-------- RECORDS FOR THE EXERCISE --------
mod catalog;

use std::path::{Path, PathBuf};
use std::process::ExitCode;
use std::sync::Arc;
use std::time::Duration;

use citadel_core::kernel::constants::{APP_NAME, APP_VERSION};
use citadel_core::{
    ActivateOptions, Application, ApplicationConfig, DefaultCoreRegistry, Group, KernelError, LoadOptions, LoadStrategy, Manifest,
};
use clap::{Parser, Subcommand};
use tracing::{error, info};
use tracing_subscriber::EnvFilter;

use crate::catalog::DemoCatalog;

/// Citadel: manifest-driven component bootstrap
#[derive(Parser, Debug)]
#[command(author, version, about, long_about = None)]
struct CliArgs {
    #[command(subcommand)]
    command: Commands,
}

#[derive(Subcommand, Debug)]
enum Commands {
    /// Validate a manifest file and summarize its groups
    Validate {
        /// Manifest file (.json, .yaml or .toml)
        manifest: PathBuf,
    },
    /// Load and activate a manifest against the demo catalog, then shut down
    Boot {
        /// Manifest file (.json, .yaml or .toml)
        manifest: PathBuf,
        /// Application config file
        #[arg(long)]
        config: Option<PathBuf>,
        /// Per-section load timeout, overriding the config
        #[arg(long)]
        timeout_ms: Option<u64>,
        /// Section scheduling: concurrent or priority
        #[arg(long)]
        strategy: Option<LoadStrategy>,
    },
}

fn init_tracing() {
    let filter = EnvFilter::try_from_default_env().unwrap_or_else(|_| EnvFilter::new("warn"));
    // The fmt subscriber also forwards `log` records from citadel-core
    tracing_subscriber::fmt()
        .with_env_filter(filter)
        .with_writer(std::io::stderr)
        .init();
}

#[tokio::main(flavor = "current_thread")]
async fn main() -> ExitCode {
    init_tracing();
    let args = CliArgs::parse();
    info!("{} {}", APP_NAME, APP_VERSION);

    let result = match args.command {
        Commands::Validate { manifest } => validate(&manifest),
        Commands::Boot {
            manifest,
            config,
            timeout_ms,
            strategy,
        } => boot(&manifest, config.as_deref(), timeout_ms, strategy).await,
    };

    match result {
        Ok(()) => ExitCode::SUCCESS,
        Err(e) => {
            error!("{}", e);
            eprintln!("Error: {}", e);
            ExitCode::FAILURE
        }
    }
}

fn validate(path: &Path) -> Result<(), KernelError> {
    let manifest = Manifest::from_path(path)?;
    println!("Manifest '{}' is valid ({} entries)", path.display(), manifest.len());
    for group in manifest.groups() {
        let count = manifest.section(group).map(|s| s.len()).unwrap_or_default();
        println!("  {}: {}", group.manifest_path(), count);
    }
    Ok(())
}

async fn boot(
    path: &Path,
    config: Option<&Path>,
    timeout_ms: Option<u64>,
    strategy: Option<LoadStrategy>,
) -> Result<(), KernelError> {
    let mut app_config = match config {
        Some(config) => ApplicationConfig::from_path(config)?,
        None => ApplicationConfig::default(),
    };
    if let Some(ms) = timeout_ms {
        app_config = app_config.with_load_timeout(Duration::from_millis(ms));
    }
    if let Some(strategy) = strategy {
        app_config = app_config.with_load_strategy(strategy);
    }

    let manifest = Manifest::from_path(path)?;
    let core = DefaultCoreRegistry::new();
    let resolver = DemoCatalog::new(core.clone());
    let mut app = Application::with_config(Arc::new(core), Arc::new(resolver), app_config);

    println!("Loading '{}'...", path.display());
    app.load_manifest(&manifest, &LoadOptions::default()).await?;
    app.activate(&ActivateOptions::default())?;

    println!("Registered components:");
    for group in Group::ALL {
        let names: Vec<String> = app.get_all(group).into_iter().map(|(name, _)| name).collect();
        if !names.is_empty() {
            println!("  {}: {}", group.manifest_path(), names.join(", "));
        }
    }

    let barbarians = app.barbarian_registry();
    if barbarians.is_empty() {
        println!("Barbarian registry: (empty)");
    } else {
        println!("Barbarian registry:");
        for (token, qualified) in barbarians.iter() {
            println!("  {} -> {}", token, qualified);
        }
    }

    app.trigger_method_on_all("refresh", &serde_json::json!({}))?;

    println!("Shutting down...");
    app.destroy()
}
--------
-------- RECORDS FOR THE EXERCISE --------
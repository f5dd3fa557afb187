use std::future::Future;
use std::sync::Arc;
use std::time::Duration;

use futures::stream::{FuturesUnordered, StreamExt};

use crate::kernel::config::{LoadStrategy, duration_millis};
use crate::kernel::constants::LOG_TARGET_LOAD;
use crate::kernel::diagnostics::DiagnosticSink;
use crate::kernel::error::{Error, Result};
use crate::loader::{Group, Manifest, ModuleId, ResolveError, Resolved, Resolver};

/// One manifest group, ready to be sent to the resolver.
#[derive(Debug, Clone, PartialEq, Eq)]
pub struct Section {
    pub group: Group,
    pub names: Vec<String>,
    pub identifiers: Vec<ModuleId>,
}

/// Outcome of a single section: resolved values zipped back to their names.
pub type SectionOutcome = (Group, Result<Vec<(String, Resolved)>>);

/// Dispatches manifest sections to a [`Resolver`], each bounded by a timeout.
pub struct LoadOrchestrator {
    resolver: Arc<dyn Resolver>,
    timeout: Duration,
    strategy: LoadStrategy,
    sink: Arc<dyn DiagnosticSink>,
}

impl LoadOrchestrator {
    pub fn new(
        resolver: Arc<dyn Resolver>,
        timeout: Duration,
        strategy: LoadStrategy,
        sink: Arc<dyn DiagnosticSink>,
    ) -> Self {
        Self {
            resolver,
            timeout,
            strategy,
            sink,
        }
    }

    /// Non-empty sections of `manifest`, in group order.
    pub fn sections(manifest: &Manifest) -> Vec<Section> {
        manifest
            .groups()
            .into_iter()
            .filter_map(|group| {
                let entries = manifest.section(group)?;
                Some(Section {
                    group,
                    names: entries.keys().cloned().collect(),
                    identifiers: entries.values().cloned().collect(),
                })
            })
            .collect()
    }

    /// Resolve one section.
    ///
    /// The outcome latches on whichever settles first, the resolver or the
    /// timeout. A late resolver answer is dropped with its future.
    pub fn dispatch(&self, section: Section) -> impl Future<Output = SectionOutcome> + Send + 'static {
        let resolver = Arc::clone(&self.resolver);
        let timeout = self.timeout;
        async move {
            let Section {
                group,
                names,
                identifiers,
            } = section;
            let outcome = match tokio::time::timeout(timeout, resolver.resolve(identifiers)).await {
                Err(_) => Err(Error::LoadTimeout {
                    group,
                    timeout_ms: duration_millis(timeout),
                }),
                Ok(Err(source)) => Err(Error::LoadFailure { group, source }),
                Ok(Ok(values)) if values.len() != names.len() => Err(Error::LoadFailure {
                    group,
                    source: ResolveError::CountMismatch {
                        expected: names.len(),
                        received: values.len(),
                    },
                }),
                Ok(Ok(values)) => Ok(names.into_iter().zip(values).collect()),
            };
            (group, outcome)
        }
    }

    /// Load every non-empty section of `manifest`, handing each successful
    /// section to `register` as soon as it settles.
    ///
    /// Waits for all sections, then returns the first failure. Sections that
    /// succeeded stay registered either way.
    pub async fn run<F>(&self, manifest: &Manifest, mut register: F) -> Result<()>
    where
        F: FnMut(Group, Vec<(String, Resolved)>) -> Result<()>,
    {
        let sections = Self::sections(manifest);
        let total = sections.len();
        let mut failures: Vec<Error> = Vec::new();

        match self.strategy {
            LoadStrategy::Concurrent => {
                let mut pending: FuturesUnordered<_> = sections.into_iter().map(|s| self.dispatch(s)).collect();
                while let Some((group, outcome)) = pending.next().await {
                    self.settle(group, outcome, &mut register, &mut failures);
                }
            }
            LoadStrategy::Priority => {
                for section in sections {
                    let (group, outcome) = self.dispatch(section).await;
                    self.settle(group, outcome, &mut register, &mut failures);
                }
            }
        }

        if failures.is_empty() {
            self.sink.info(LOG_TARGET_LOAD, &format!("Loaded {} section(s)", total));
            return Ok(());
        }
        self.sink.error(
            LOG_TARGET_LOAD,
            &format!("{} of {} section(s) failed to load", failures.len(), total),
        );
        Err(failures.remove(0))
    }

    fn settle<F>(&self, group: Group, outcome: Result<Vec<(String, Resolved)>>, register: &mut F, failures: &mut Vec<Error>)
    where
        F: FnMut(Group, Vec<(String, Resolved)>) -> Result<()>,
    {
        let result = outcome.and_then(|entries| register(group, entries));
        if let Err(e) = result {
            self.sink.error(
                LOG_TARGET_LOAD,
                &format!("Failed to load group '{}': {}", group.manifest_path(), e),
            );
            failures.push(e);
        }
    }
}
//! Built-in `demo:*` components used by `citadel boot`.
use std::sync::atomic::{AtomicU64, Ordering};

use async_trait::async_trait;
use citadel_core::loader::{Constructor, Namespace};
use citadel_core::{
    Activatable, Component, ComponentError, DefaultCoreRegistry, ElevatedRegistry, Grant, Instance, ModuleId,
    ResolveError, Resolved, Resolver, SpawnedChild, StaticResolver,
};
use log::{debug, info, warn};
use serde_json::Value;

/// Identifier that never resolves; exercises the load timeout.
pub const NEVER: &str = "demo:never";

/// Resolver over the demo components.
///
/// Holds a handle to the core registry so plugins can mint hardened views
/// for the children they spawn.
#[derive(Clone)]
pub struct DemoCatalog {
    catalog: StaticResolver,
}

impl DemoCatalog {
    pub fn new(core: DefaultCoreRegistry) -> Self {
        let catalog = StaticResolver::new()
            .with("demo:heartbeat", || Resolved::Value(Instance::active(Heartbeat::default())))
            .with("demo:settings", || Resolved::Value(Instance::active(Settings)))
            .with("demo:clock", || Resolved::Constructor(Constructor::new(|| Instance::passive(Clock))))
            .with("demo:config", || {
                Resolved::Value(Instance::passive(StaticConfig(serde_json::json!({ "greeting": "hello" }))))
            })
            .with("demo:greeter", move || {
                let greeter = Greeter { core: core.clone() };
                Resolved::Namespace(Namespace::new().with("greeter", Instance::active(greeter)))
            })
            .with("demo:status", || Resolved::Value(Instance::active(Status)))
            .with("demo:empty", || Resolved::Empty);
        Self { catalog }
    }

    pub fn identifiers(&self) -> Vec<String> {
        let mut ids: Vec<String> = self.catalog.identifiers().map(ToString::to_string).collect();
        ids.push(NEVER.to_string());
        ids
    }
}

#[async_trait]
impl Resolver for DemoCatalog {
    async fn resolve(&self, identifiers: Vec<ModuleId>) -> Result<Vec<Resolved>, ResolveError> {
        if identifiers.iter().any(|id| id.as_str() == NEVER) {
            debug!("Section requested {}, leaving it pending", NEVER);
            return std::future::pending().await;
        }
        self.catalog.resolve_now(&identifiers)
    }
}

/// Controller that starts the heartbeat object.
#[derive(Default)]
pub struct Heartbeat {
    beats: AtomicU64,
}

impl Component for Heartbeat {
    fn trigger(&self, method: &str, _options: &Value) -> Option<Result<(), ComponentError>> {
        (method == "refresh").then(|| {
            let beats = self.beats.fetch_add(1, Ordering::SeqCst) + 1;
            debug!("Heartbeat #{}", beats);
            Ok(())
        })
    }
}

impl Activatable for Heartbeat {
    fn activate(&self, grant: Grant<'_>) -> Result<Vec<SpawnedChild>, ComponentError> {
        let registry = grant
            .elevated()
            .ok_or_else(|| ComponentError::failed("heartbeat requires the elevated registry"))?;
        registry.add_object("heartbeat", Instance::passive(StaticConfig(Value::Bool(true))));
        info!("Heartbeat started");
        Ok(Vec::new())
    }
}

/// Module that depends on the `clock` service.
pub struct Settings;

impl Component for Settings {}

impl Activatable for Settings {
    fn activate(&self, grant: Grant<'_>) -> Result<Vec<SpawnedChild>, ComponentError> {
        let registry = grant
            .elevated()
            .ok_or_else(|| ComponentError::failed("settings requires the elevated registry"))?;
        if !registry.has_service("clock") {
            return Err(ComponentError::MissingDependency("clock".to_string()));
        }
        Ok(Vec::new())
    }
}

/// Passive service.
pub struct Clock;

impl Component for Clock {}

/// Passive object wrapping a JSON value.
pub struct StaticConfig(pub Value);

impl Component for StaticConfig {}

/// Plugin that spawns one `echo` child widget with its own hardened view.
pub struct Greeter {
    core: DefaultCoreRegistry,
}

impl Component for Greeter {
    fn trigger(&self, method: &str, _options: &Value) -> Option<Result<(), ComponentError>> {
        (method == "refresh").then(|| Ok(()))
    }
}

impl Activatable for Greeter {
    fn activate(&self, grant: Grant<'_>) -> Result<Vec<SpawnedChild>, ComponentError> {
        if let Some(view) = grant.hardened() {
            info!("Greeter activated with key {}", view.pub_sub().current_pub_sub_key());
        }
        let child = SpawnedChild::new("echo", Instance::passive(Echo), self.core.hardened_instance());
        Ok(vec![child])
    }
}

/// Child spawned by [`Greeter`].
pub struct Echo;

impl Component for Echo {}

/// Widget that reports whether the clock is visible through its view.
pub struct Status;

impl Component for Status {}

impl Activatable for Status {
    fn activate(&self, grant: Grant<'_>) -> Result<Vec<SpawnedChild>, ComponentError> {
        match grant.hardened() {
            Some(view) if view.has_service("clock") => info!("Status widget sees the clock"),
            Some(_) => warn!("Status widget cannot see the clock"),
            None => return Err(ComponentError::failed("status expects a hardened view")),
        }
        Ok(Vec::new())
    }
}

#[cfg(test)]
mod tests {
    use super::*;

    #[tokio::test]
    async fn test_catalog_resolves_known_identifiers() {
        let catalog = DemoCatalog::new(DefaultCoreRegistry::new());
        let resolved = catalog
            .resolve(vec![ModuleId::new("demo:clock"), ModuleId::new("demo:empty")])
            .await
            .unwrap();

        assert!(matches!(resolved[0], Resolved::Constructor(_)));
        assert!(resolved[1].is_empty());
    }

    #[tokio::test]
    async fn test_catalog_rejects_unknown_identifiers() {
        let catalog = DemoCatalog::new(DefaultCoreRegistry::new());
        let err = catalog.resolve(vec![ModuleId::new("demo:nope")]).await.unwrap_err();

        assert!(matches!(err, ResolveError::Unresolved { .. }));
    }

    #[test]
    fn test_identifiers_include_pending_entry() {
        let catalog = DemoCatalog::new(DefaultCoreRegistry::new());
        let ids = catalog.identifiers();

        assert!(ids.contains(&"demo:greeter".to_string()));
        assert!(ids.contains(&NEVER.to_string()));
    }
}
--------
-------- RECORDS FOR THE EXERCISE --------
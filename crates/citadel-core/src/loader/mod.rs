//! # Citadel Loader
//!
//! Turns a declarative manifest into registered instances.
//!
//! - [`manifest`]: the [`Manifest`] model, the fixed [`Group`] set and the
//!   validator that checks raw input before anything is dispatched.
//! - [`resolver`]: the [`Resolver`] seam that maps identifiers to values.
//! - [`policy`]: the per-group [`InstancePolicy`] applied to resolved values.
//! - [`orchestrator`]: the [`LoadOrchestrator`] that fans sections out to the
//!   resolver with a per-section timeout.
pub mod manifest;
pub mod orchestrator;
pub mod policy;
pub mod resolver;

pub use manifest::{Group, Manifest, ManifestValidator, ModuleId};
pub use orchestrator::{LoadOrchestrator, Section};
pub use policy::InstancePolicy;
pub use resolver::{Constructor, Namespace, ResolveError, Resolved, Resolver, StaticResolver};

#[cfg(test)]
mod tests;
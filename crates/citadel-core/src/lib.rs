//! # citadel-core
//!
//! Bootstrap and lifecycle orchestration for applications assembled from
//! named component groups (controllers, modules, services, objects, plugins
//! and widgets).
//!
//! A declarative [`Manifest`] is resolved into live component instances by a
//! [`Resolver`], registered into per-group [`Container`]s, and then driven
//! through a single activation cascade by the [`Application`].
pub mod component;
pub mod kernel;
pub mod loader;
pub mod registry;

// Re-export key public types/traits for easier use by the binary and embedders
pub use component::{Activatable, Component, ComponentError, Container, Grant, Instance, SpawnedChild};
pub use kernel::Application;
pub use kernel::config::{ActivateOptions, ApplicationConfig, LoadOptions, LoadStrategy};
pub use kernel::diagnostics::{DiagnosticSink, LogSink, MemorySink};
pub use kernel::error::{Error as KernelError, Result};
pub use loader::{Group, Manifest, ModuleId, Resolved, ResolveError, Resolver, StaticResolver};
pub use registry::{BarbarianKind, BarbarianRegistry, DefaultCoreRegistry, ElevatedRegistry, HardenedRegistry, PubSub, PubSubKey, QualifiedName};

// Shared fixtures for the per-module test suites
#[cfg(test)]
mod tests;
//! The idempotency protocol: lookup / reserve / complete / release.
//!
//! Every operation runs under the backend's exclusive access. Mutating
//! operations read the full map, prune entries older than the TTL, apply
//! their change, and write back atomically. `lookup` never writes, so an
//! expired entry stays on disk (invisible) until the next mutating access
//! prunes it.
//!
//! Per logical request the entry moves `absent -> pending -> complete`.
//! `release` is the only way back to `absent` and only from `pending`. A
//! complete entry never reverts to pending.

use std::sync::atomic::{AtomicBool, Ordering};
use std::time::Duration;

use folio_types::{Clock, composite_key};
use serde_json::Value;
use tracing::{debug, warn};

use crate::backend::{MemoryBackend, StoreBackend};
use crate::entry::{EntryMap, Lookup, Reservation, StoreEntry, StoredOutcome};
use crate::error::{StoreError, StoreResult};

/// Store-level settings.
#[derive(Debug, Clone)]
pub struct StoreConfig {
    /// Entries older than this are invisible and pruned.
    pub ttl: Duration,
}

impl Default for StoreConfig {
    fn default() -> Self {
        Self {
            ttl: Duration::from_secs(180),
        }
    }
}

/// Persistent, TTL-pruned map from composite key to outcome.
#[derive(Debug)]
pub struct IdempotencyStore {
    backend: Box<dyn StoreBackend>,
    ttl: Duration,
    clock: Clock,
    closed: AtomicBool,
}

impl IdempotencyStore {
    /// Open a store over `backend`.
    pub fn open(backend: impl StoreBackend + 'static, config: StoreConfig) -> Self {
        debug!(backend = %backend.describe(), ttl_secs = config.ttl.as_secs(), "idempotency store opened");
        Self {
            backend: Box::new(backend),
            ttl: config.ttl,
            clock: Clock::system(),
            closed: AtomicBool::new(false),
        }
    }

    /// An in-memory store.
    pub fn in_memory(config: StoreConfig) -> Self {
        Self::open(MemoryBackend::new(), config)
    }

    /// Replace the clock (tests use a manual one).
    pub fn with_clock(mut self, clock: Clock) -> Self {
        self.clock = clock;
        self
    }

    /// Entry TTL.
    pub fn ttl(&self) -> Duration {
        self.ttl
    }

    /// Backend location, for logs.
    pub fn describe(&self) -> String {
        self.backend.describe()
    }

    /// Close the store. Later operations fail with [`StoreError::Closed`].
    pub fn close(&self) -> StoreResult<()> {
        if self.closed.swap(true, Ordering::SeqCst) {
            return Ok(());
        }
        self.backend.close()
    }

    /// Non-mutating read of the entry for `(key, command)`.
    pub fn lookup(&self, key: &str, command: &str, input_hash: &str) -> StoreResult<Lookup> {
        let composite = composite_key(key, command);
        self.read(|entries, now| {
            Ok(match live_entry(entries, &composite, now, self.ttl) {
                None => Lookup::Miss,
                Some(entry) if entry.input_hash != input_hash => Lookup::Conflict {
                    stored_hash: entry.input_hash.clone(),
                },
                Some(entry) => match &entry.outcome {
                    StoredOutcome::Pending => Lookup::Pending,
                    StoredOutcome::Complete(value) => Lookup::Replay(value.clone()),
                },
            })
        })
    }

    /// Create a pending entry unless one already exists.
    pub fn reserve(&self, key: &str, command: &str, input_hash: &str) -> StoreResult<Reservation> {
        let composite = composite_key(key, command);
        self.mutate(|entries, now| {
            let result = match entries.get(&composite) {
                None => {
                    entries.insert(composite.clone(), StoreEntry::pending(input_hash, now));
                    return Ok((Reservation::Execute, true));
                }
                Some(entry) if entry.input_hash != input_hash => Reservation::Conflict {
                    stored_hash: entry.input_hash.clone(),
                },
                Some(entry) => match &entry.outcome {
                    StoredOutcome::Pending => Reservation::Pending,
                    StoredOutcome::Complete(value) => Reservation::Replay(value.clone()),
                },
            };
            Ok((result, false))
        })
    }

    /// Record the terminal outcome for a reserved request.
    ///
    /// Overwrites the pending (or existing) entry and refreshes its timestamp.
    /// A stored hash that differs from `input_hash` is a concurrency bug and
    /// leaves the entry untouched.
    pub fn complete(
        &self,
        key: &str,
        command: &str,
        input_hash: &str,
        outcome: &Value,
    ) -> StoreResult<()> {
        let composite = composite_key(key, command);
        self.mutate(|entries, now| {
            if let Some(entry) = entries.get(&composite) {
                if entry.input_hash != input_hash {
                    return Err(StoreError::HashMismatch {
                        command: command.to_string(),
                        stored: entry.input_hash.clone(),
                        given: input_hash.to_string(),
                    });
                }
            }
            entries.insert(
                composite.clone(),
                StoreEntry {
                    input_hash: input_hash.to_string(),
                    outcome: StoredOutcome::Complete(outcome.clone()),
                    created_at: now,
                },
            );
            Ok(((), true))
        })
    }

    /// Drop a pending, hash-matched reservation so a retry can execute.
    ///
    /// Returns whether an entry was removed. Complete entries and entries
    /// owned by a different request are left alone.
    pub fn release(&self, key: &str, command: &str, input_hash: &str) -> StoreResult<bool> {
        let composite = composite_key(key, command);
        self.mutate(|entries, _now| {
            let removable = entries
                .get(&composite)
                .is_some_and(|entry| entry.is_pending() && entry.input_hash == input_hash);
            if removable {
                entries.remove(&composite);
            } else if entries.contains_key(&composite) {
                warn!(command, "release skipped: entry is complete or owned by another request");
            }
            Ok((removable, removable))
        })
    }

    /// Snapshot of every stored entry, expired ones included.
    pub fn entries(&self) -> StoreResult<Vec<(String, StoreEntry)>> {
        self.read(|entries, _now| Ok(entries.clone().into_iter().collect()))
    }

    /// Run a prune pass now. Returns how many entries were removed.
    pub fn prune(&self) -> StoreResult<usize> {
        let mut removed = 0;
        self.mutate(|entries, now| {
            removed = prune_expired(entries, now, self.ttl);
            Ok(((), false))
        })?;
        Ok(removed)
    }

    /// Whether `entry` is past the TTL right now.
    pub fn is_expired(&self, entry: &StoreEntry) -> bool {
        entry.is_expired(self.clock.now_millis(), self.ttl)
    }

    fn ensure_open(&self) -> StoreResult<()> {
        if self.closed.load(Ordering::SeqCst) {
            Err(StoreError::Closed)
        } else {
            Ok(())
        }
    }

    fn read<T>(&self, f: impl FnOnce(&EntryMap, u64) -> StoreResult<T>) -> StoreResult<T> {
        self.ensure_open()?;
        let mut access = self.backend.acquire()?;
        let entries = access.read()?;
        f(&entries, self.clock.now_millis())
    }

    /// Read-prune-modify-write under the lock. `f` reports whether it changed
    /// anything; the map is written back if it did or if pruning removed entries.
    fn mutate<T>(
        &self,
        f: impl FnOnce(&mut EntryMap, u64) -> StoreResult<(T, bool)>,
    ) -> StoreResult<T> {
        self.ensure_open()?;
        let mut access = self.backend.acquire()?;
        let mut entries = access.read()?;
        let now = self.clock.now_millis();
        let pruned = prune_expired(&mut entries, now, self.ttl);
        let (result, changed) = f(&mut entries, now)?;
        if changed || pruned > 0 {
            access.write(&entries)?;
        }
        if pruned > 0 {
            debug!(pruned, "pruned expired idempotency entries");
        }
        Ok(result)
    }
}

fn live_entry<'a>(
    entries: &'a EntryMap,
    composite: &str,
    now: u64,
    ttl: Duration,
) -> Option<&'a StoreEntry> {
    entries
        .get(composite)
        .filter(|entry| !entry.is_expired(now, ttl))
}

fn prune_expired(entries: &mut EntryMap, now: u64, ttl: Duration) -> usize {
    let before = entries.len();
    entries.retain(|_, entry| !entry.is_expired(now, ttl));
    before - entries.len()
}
--------
• [PROBLEM DETAILS]
Provide the count of lines in the entries above that hold the word "DefaultCoreRegistry", and leave out everything else.

• [SOLUTION]
9